§ **AIM OF THE TASK**: The records below should be printed once more, exactly as they appear.

Start of MATERIAL SUPPLIED

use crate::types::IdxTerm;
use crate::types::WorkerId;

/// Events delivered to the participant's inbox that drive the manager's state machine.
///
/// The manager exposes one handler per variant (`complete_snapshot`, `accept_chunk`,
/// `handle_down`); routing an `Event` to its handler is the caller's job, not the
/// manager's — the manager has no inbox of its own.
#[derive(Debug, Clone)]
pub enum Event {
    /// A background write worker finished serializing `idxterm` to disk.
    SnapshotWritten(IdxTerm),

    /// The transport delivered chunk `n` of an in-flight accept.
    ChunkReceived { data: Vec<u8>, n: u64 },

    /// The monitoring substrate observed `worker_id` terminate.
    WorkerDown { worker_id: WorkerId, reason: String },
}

End of MATERIAL SUPPLIED

§ **RESULT OF THIS TASK**:
use crate::types::IdxTerm;
use crate::types::WorkerId;

/// Events delivered to the participant's inbox that drive the manager's state machine.
///
/// The manager exposes one handler per variant (`complete_snapshot`, `accept_chunk`,
/// `handle_down`); routing an `Event` to its handler is the caller's job, not the
/// manager's — the manager has no inbox of its own.
#[derive(Debug, Clone)]
pub enum Event {
    /// A background write worker finished serializing `idxterm` to disk.
    SnapshotWritten(IdxTerm),

    /// The transport delivered chunk `n` of an in-flight accept.
    ChunkReceived { data: Vec<u8>, n: u64 },

    /// The monitoring substrate observed `worker_id` terminate.
    WorkerDown { worker_id: WorkerId, reason: String },
}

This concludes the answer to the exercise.